If you looked away from reading this article for a minute and focused on, well, nothing, your brain would show activity in the default mode network (DMN), also called the “resting network”. Various alterations in the DMN are implicated in neurological diseases like Alzheimer’s disease, autism, schizophrenia, PTSD, generalized anxiety, and addiction. In a mental illness like PTSD, past trauma and adverse experiences may alter the DMN to more easily re-route neutral stimuli to the areas of our brains which react to stress. Psychedelic usage alters the DMN and reduces the connectivity between the DMN and other neural circuits we use to interpret the world around us. 7 However, these alterations to neural connectivity are powerful and sometimes difficult to predict. For patients struggling with PTSD, one session with a psychedelic along with the help of an experienced mental healthcare provider can rewire the patient’s brain to reduce the uncontrollable stress that comes with reliving a traumatic experience7. This is an exciting potential mechanism for the effects of psychedelics; however, it is important to emphasize that the most benefit of any psychedelic treatment will come from the combination of a safe environment and a trusted, experienced mental healthcare provider. These providers can guide a patient through novel and intense experiences along with facilitate ways to interpret experiences and put new ideas into practice. A guide-less psychedelic experience runs the risk of prolonged and intense negative side effects (ever heard of a “bad trip”?), which is the main reason why this high-power class of drugs must be administered responsibly, and why more research is needed.

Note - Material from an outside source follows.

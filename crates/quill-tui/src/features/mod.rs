//! Feature slices for the TUI (state/update/render per slice).

pub mod editor;
pub mod transcript;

There is unrealized opportunity for psychedelics in psychiatric illness. Many gaps which have yet to be filled by psychiatric therapy might be addressed in the future with psychedelic medicine. More importantly, as we better understand the derivatives of an ancient medicine, we must take it upon ourselves to pay attention and listen to the traditions of cultures at risk of becoming erased. There would be no potential psychedelic medicine without indigenous healers sharing their expertise. Psychedelic research is a prime example of applying past medicine to current illnesses and may serve as a model for drug design and development in the future.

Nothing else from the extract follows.